TASK PROMPT: Report the number of lines in the data where the word "MissingKey" appears, and add no other text.

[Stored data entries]
//! Error types for the transfer core
//!
//! Errors fall into three groups that callers treat differently:
//!
//! - **Transport**: connect/send failures. The current operation is aborted,
//!   nothing is retried automatically.
//! - **Crypto**: malformed keys, missing keys, failed authentication. The
//!   offending message is discarded; the connection stays open.
//! - **User-correctable**: dialing a peer twice or an unreachable peer id.
//!
//! None of them is fatal to the process; the session manager reports them as
//! discrete events.
//!
//! # Example
//!
//! ```
//! use wisp_core::NodeError;
//!
//! fn report(err: &NodeError) -> &'static str {
//!     if err.is_user_correctable() {
//!         "check the peer id"
//!     } else if err.is_crypto() {
//!         "message discarded"
//!     } else {
//!         "operation aborted"
//!     }
//! }
//!
//! assert_eq!(report(&NodeError::AlreadyConnected("bob".into())), "check the peer id");
//! ```

use std::borrow::Cow;
use thiserror::Error;
use wisp_crypto::CryptoError;
use wisp_files::FilesError;
use wisp_transport::TransportError;

/// Errors that can occur in session and transfer operations
#[derive(Debug, Error, Clone)]
pub enum NodeError {
    // ============ Session Errors ============
    /// Opening the local session failed
    #[error("Session start failed: {0}")]
    SessionStart(Cow<'static, str>),

    /// Operation needs a started session
    #[error("Session not started")]
    NotStarted,

    /// A live or in-progress connection to the peer already exists
    #[error("Already connected to peer {0}")]
    AlreadyConnected(String),

    /// The peer identifier cannot be reached
    #[error("Peer unavailable: {0}")]
    PeerUnavailable(String),

    /// Connection establishment failed for any other reason
    #[error("Connection failed: {0}")]
    ConnectionFailed(Cow<'static, str>),

    /// The connection closed while sending
    #[error("Connection to peer {0} lost")]
    ConnectionLost(String),

    /// No connection to the peer
    #[error("Not connected to peer {0}")]
    NotConnected(String),

    // ============ Cryptographic Errors ============
    /// Received key material has the wrong shape
    #[error("Invalid key format: {0}")]
    KeyFormat(Cow<'static, str>),

    /// No key stored for the sending peer
    #[error("No key for peer {0}")]
    MissingKey(String),

    /// Ciphertext failed authentication (tampered, wrong key or wrong nonce)
    #[error("Authentication failed for transfer from peer {0}")]
    Authentication(String),

    /// Other cryptographic failure
    #[error("Crypto error: {0}")]
    Crypto(String),

    // ============ Transfer Errors ============
    /// Assembly found an index that was never delivered
    #[error("Missing chunk {index} in transfer {transfer_id}")]
    MissingChunk {
        /// Transfer id
        transfer_id: String,
        /// First missing index
        index: u64,
    },

    /// No in-flight transfer with this id
    #[error("Unknown transfer: {0}")]
    UnknownTransfer(String),

    // ============ Configuration & State Errors ============
    /// Message encoding or decoding failed
    #[error("Serialization error: {0}")]
    Serialization(Cow<'static, str>),

    /// Invalid configuration
    #[error("Invalid configuration: {0}")]
    InvalidConfig(Cow<'static, str>),

    /// Invalid state transition
    #[error("Invalid state: {0}")]
    InvalidState(Cow<'static, str>),

    /// Task join error
    #[error("Task join error: {0}")]
    TaskJoin(Cow<'static, str>),
}

impl NodeError {
    /// Returns true if this error came from establishing or using a connection
    #[must_use]
    pub fn is_transport(&self) -> bool {
        matches!(
            self,
            NodeError::SessionStart(_)
                | NodeError::PeerUnavailable(_)
                | NodeError::ConnectionFailed(_)
                | NodeError::ConnectionLost(_)
                | NodeError::NotConnected(_)
        )
    }

    /// Returns true if this error is a per-message crypto failure
    ///
    /// The message is discarded; the connection stays open.
    #[must_use]
    pub fn is_crypto(&self) -> bool {
        matches!(
            self,
            NodeError::KeyFormat(_)
                | NodeError::MissingKey(_)
                | NodeError::Authentication(_)
                | NodeError::Crypto(_)
        )
    }

    /// Returns true if the user can fix this by choosing a different peer or
    /// action
    #[must_use]
    pub fn is_user_correctable(&self) -> bool {
        matches!(
            self,
            NodeError::AlreadyConnected(_) | NodeError::PeerUnavailable(_) | NodeError::NotStarted
        )
    }

    /// Create an invalid state error with static context (zero allocation)
    #[must_use]
    pub const fn invalid_state(context: &'static str) -> Self {
        NodeError::InvalidState(Cow::Borrowed(context))
    }

    /// Create an invalid config error with static context (zero allocation)
    #[must_use]
    pub const fn invalid_config(context: &'static str) -> Self {
        NodeError::InvalidConfig(Cow::Borrowed(context))
    }

    /// Create a connection failure with static context (zero allocation)
    #[must_use]
    pub const fn connection_failed(context: &'static str) -> Self {
        NodeError::ConnectionFailed(Cow::Borrowed(context))
    }

    /// Map a crypto error raised while handling a message from `peer`
    ///
    /// Authentication failures keep the peer in the error so the caller can
    /// tell which connection delivered the bad payload.
    #[must_use]
    pub fn from_crypto(err: CryptoError, peer: &str) -> Self {
        if err.is_authentication() {
            NodeError::Authentication(peer.to_string())
        } else if err.is_key_format() {
            NodeError::KeyFormat(Cow::Owned(err.to_string()))
        } else {
            NodeError::Crypto(err.to_string())
        }
    }
}

impl From<CryptoError> for NodeError {
    fn from(err: CryptoError) -> Self {
        if err.is_key_format() {
            NodeError::KeyFormat(Cow::Owned(err.to_string()))
        } else {
            NodeError::Crypto(err.to_string())
        }
    }
}

impl From<FilesError> for NodeError {
    fn from(err: FilesError) -> Self {
        match err {
            FilesError::UnknownTransfer(id) => NodeError::UnknownTransfer(id),
            FilesError::MissingChunk { transfer_id, index } => {
                NodeError::MissingChunk { transfer_id, index }
            }
            FilesError::InvalidChunkCount(_) => NodeError::InvalidState(Cow::Owned(err.to_string())),
        }
    }
}

impl From<TransportError> for NodeError {
    fn from(err: TransportError) -> Self {
        match err {
            TransportError::PeerUnavailable(peer) => NodeError::PeerUnavailable(peer),
            TransportError::BindFailed(reason) => NodeError::SessionStart(Cow::Owned(reason)),
            other => NodeError::ConnectionFailed(Cow::Owned(other.to_string())),
        }
    }
}

impl From<tokio::task::JoinError> for NodeError {
    fn from(err: tokio::task::JoinError) -> Self {
        NodeError::TaskJoin(Cow::Owned(err.to_string()))
    }
}

impl From<bincode::Error> for NodeError {
    fn from(err: bincode::Error) -> Self {
        NodeError::Serialization(Cow::Owned(err.to_string()))
    }
}

/// Result type for core operations
pub type Result<T> = std::result::Result<T, NodeError>;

SOLUTION TO THIS TASK: 2